Il quinto e il sesto capitolo (i miei preferiti) si muovono
nell'atmosfera del sogno, della reverie. Il sesto, in particolare, è
come se fosse narratoci dal canto immortale della voce di Daisy. La
chiusa raggiunge vette liriche impossibili da eguagliare con Gatsby che sale
“come una scala” in un posto segreto dove avrebbe potuto “succhiare la linfa
della vita, trangugiare il latte incomparabile della meraviglia”e infine il
bacio, al suono di un “diapason battuto su una stella”. Non stupisce quindi che i tre capitoli finali
siano il ruzzolare scomposto, lo sgretolio patetico di questa colossale
illusione. Il settimo è il capitolo dello svelamento, della rivelazione
brutale. Il più lungo del romanzo. È l'ultimo giorno d'estate; per i poeti, da
sempre, la fine delle illusioni. La prima immagine è quella della casa di
Trimalcione chiusa. Le luci della casa spente. Non si riaccenderanno mai più.

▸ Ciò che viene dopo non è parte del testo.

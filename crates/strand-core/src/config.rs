//! # Configuration
//!
//! Runtime tunables of the engine.
//!
//! Sources, in increasing priority:
//! 1. built-in defaults from [`primitives`](crate::primitives)
//! 2. a TOML file or string
//! 3. environment variables (`STRAND_RESULT_TIMEOUT_MS`,
//!    `STRAND_LITERAL_CAPACITY`, `STRAND_WORK_BATCH_CAPACITY`)
//!
//! ```toml
//! result_timeout_ms = 5000
//! literal_capacity = 64
//! ```

use crate::primitives::{DEFAULT_RESULT_TIMEOUT_MS, LITERAL_CAPACITY, WORK_BATCH_CAPACITY};
use crate::types::StrandError;
use serde::{Deserialize, Serialize};
use std::path::Path;
use std::str::FromStr;
use std::time::Duration;

/// Environment variable overriding [`StrandConfig::result_timeout_ms`].
pub const ENV_RESULT_TIMEOUT_MS: &str = "STRAND_RESULT_TIMEOUT_MS";
/// Environment variable overriding [`StrandConfig::literal_capacity`].
pub const ENV_LITERAL_CAPACITY: &str = "STRAND_LITERAL_CAPACITY";
/// Environment variable overriding [`StrandConfig::work_batch_capacity`].
pub const ENV_WORK_BATCH_CAPACITY: &str = "STRAND_WORK_BATCH_CAPACITY";

/// Engine configuration.
#[derive(Debug, Clone, Copy, PartialEq, Eq, Serialize, Deserialize)]
#[serde(default)]
pub struct StrandConfig {
    /// Bounded wait for future-backed results, in milliseconds.
    pub result_timeout_ms: u64,
    /// Per-buffer limit of pending captured literals.
    pub literal_capacity: usize,
    /// Initial capacity of a work batch.
    pub work_batch_capacity: usize,
}

impl Default for StrandConfig {
    fn default() -> Self {
        Self {
            result_timeout_ms: DEFAULT_RESULT_TIMEOUT_MS,
            literal_capacity: LITERAL_CAPACITY,
            work_batch_capacity: WORK_BATCH_CAPACITY,
        }
    }
}

impl StrandConfig {
    /// Parse a TOML document. Missing keys keep their defaults.
    pub fn from_toml_str(text: &str) -> Result<Self, StrandError> {
        toml::from_str(text).map_err(|e| StrandError::Config(e.to_string()))
    }

    /// Read and parse a TOML file.
    pub fn load(path: impl AsRef<Path>) -> Result<Self, StrandError> {
        let path = path.as_ref();
        let text = std::fs::read_to_string(path)
            .map_err(|e| StrandError::Config(format!("{}: {e}", path.display())))?;
        Self::from_toml_str(&text)
    }

    /// Apply `STRAND_*` environment overrides.
    #[must_use]
    pub fn with_env_overrides(self) -> Self {
        self.with_overrides(|name| std::env::var(name).ok())
    }

    /// Apply overrides from an arbitrary variable lookup.
    ///
    /// Unparsable values are ignored with a warning.
    #[must_use]
    pub fn with_overrides(mut self, lookup: impl Fn(&str) -> Option<String>) -> Self {
        if let Some(v) = parse_var(&lookup, ENV_RESULT_TIMEOUT_MS) {
            self.result_timeout_ms = v;
        }
        if let Some(v) = parse_var(&lookup, ENV_LITERAL_CAPACITY) {
            self.literal_capacity = v;
        }
        if let Some(v) = parse_var(&lookup, ENV_WORK_BATCH_CAPACITY) {
            self.work_batch_capacity = v;
        }
        self
    }

    /// The result timeout as a [`Duration`].
    #[must_use]
    pub fn result_timeout(&self) -> Duration {
        Duration::from_millis(self.result_timeout_ms)
    }
}

fn parse_var<T: FromStr>(lookup: &impl Fn(&str) -> Option<String>, name: &str) -> Option<T> {
    let raw = lookup(name)?;
    match raw.trim().parse() {
        Ok(value) => Some(value),
        Err(_) => {
            tracing::warn!(variable = name, value = %raw, "ignoring unparsable override");
            None
        }
    }
}

// =============================================================================
// TESTS
// =============================================================================
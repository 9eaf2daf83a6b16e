//! # Argument Filter
//!
//! Recognition of domain values passed as step arguments.
//!
//! The filter decides whether a non-null raw argument is a legitimate
//! entity or dictionary reference. A value it does not recognise is the
//! return value of an intercepted accessor, so the fill treats it as a
//! disguised literal placeholder.

use crate::types::{ArgValue, Element};
use std::collections::BTreeSet;

/// Recognises domain values among raw step arguments.
///
/// Implementations must be `Send + Sync`: one filter is shared by every
/// session of an engine.
pub trait ArgFilter: Send + Sync {
    /// Return the element for a recognised value, or `None` to treat the
    /// value as a literal placeholder.
    fn filter(&self, value: &ArgValue) -> Option<Element>;
}

/// The domain model known to the engine: entity types and dictionaries.
#[derive(Debug, Clone, Default)]
pub struct DomainService {
    entity_types: BTreeSet<String>,
    dictionaries: BTreeSet<String>,
}

impl DomainService {
    /// Create an empty domain.
    #[must_use]
    pub fn new() -> Self {
        Self::default()
    }

    /// Register an entity type name.
    #[must_use]
    pub fn with_entity(mut self, type_name: impl Into<String>) -> Self {
        self.entity_types.insert(type_name.into());
        self
    }

    /// Register a dictionary type name.
    #[must_use]
    pub fn with_dictionary(mut self, owner: impl Into<String>) -> Self {
        self.dictionaries.insert(owner.into());
        self
    }

    /// Check if an entity type is part of the domain.
    #[must_use]
    pub fn knows_entity(&self, type_name: &str) -> bool {
        self.entity_types.contains(type_name)
    }

    /// Check if a dictionary type is part of the domain.
    #[must_use]
    pub fn knows_dictionary(&self, owner: &str) -> bool {
        self.dictionaries.contains(owner)
    }
}

/// Default filter: recognises values that belong to a [`DomainService`].
#[derive(Debug, Clone, Default)]
pub struct DomainFilter {
    domain: DomainService,
}

impl DomainFilter {
    /// Create a filter over the given domain.
    #[must_use]
    pub fn new(domain: DomainService) -> Self {
        Self { domain }
    }

    /// The domain this filter checks against.
    #[must_use]
    pub fn domain(&self) -> &DomainService {
        &self.domain
    }
}

impl ArgFilter for DomainFilter {
    fn filter(&self, value: &ArgValue) -> Option<Element> {
        match value {
            ArgValue::Dictionary(dict) if self.domain.knows_dictionary(&dict.owner) => {
                Some(Element::Dictionary(dict.clone()))
            }
            ArgValue::Entity(entity) if self.domain.knows_entity(&entity.type_name) => {
                Some(Element::Entity(entity.clone()))
            }
            ArgValue::Text(name) if self.domain.knows_entity(name) => {
                Some(Element::EntityType(name.clone()))
            }
            _ => None,
        }
    }
}
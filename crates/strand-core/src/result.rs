//! # Future-Backed Results
//!
//! A repository call run on a background task, observed through a bounded
//! wait. A waiter either receives the computed outcome or
//! `StrandError::ResultTimeout`; it never sees a default value.

use crate::repository::Outcome;
use crate::types::StrandError;
use std::time::Duration;
use tokio::runtime::Handle;
use tokio::sync::watch;

type Slot = Option<Result<Outcome, StrandError>>;

/// Handle to a result computed in the background.
#[derive(Debug, Clone)]
pub struct PendingResult {
    rx: watch::Receiver<Slot>,
}

impl PendingResult {
    /// Run `task` on the current tokio runtime's blocking pool.
    pub(crate) fn spawn<F>(task: F) -> Result<Self, StrandError>
    where
        F: FnOnce() -> Result<Outcome, StrandError> + Send + 'static,
    {
        let handle = Handle::try_current().map_err(|e| StrandError::Runtime(e.to_string()))?;
        let (tx, rx) = watch::channel(None);
        handle.spawn_blocking(move || {
            if tx.send(Some(task())).is_err() {
                tracing::debug!("result dropped before completion");
            }
        });
        Ok(Self { rx })
    }

    /// Check if the background task has finished.
    #[must_use]
    pub fn is_ready(&self) -> bool {
        self.rx.borrow().is_some()
    }

    /// Wait at most `timeout` for the outcome.
    pub async fn wait(&self, timeout: Duration) -> Result<Outcome, StrandError> {
        let mut rx = self.rx.clone();
        let waited = tokio::time::timeout(timeout, rx.wait_for(Option::is_some)).await;
        match waited {
            Err(_) => Err(StrandError::ResultTimeout {
                waited_ms: timeout.as_millis() as u64,
            }),
            Ok(Err(_)) => Err(StrandError::ResultUnavailable(
                "background task ended without a result".to_string(),
            )),
            Ok(Ok(slot)) => match &*slot {
                Some(result) => result.clone(),
                None => Err(StrandError::ResultUnavailable("empty result".to_string())),
            },
        }
    }
}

Il riferimento a Petronio ci introduce perfettamente nel capitolo in cui la
satira sociale fa da padrona.
Il primo elemento disarmonico che incrina le convinzioni di
Gatsby è l'arrivo sulla scena della figlia di Tom e Daisy. Un elemento
imprevisto in quanto non esistente nel passato, sempre più difficile da
riprodurre ormai.
La rivelazione più grande, cardine per l'inquadramento del
personaggio sfuggente di Daisy, è quella che riguarda la sua voce. Per
tutto il romanzo si fa accenno a quest'irresistibile melodia che vince ogni
resistenza. Tutti ne sono vittima. Lo stesso Nick, all'inizio, non può far
altro che sporgersi verso di lei, attratto come Ulisse. È Gatsby a capire cosa
nasconde quel canto da sirena. “È piena di soldi”. Ecco cos'era quel fascino
inesauribile, il suo tintinnio, la sua musica di cembali... In alto, in un palazzo
bianco, la figlia del re, la ragazza d'oro...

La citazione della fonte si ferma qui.